Yangwoo Ko newcat at icu.ac.kr
Tue Dec 11 09:49:59 CET 2007


Quoted from an email sent by John Klensin.

> Put differently, there is no way
> to interoperably conform to both that provision of RFC 3490 and
> conform to RFC 1034/ 1035.

I am convinced by the above argument. Like it or not (personally, I did 
NOT like it), IDN WG decided to go for ACE, which seems to be the best 
way to live with old DNS servers. By having that provision of 3490, if 
we lose the interoperability with old servers, we are losing one of the 
most important values we wanted to achieve.

More comments are embedded below.

fujiwara at jprs.co.jp wrote:
>> From: John C Klensin <klensin at jck.com>
>>> The dot-mapping is already implemented in many applications.
>>> Removing it causes many problems.
>> Removing it _from those applications_ would be a bad idea, IMO.
> 
> If the dot-mapping is removed from the standards, the implementors
> will remove it.

I don't think so but, even though implementers are so diligent (*-P) to 
remove it, then users will learn how to avoid lookup errors. Critical 
point is that how consistently lookups will fail. By having partially 
successful list of dots, we will end up with inconsistent failures (and 
some successes too). And this will make users confused and hard to learn.

>>> I'm afraid that another languages may have the same problem
>>> and the characters which need to be treated as a dot may
>>> increase.
>> Yes. And the risk of more dot-characters being added is one of
>> the reasons for removing dot-mapping from the protocol.  
>>
>> Let me try again to explain:
>>
>> In your applications, both legacy and new, you should certainly
>> map the dots that make sense to you to map.   For your case,
>> that means you should almost certainly map Japanese-related
>> dots, but should not make an attempt to map any character
>> (worldwide and in any script) that looks to you like a dot.   If
>> you start mapping anything that looks like a dot to you or your
>> users, you might end up, e.g., treating the numeral 5 as a dot.
> 
> Representative implementations (firefox, IE, Safari) are
> internationalized. Language specific implementation is rare.

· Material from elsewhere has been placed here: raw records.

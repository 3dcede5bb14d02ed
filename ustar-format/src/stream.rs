//! The byte stream an archive is bound to.
//!
//! The archive cursor only ever asks for exact-length reads and writes and
//! absolute seeks, so a backend need not support anything more. Any retry or
//! timeout policy belongs to the backend.

use std::io::{Read, Seek, SeekFrom, Write};

use crate::error::{Error, Result};

/// Caller-supplied stream operations.
///
/// Each call either transfers exactly `buf.len()` bytes or fails.
pub trait Stream {
    fn read(&mut self, buf: &mut [u8]) -> std::io::Result<()>;

    fn write(&mut self, buf: &[u8]) -> std::io::Result<()>;

    /// Moves to an absolute byte offset from the start of the stream.
    fn seek(&mut self, pos: u64) -> std::io::Result<()>;

    fn close(&mut self) -> std::io::Result<()> {
        Ok(())
    }
}

impl<S: Stream + ?Sized> Stream for &mut S {
    #[inline(always)]
    fn read(&mut self, buf: &mut [u8]) -> std::io::Result<()> {
        (**self).read(buf)
    }

    #[inline(always)]
    fn write(&mut self, buf: &[u8]) -> std::io::Result<()> {
        (**self).write(buf)
    }

    #[inline(always)]
    fn seek(&mut self, pos: u64) -> std::io::Result<()> {
        (**self).seek(pos)
    }

    #[inline(always)]
    fn close(&mut self) -> std::io::Result<()> {
        (**self).close()
    }
}

/// Adapts any `std::io` reader/writer/seeker, such as a `File` or a
/// `Cursor<Vec<u8>>`, to [`Stream`].
#[derive(Debug)]
pub struct IoStream<T> {
    inner: T,
}

impl<T> IoStream<T> {
    pub fn new(inner: T) -> Self {
        Self { inner }
    }

    pub fn get_ref(&self) -> &T {
        &self.inner
    }

    pub fn into_inner(self) -> T {
        self.inner
    }
}

impl<T: Read + Write + Seek> Stream for IoStream<T> {
    fn read(&mut self, buf: &mut [u8]) -> std::io::Result<()> {
        self.inner.read_exact(buf)
    }

    fn write(&mut self, buf: &[u8]) -> std::io::Result<()> {
        self.inner.write_all(buf)
    }

    fn seek(&mut self, pos: u64) -> std::io::Result<()> {
        self.inner.seek(SeekFrom::Start(pos)).map(|_| ())
    }

    fn close(&mut self) -> std::io::Result<()> {
        self.inner.flush()
    }
}

const ZEROES: [u8; 512] = [0u8; 512];

/// A stream paired with the absolute offset it is believed to be at.
///
/// Range checks on entries are computed against `pos` so that no call to
/// the backend is needed just to learn where it is.
#[derive(Debug)]
pub(crate) struct Tracked<S> {
    inner: S,
    pos: u64,
}

impl<S: Stream> Tracked<S> {
    pub(crate) fn new(inner: S) -> Self {
        Self { inner, pos: 0 }
    }

    #[inline(always)]
    pub(crate) fn pos(&self) -> u64 {
        self.pos
    }

    pub(crate) fn read(&mut self, buf: &mut [u8]) -> Result<()> {
        tracing::trace!(pos = self.pos, len = buf.len(), "read");
        self.inner.read(buf).map_err(Error::ReadFailed)?;
        self.pos += buf.len() as u64;
        Ok(())
    }

    pub(crate) fn write(&mut self, buf: &[u8]) -> Result<()> {
        tracing::trace!(pos = self.pos, len = buf.len(), "write");
        self.inner.write(buf).map_err(Error::WriteFailed)?;
        self.pos += buf.len() as u64;
        Ok(())
    }

    pub(crate) fn seek(&mut self, pos: u64) -> Result<()> {
        tracing::trace!(from = self.pos, to = pos, "seek");
        self.inner.seek(pos).map_err(Error::SeekFailed)?;
        self.pos = pos;
        Ok(())
    }

    pub(crate) fn write_zeroes(&mut self, mut n: u64) -> Result<()> {
        while n > 0 {
            let len = n.min(ZEROES.len() as u64) as usize;
            self.write(&ZEROES[..len])?;
            n -= len as u64;
        }
        Ok(())
    }

    pub(crate) fn close(&mut self) -> Result<()> {
        self.inner.close().map_err(Error::Failure)
    }
}

#[cfg(test)]
mod tests {
    use super::*;
    use std::io::Cursor;

    #[test]
    fn tracks_position() {
        let mut tracked = Tracked::new(IoStream::new(Cursor::new(Vec::new())));
        tracked.write(b"hello").unwrap();
        assert_eq!(tracked.pos(), 5);

        tracked.write_zeroes(1000).unwrap();
        assert_eq!(tracked.pos(), 1005);

        tracked.seek(1).unwrap();
        let mut buf = [0u8; 4];
        tracked.read(&mut buf).unwrap();
        assert_eq!(&buf, b"ello");
        assert_eq!(tracked.pos(), 5);
    }

    #[test]
    fn short_read_fails_without_moving() {
        let mut tracked = Tracked::new(IoStream::new(Cursor::new(vec![1u8, 2, 3])));
        let mut buf = [0u8; 8];
        assert!(matches!(tracked.read(&mut buf), Err(Error::ReadFailed(_))));
        assert_eq!(tracked.pos(), 0);
    }

    #[test]
    fn borrowed_stream() {
        let mut cursor = Cursor::new(Vec::new());
        {
            let mut stream = IoStream::new(&mut cursor);
            let mut tracked = Tracked::new(&mut stream);
            tracked.write(b"abc").unwrap();
            tracked.close().unwrap();
        }
        assert_eq!(cursor.into_inner(), b"abc");
    }
}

This is what localization is for while admitting the fact that there are 
cases where locale is missing or vague. For completely context free 
situations, any mapping will be harmful. But, you should be aware of the 
fact that human beings are intelligent enough to overcome such a 
difficulty if they are involved in the process. Without human in the 
process, consistent failures will be the right thing.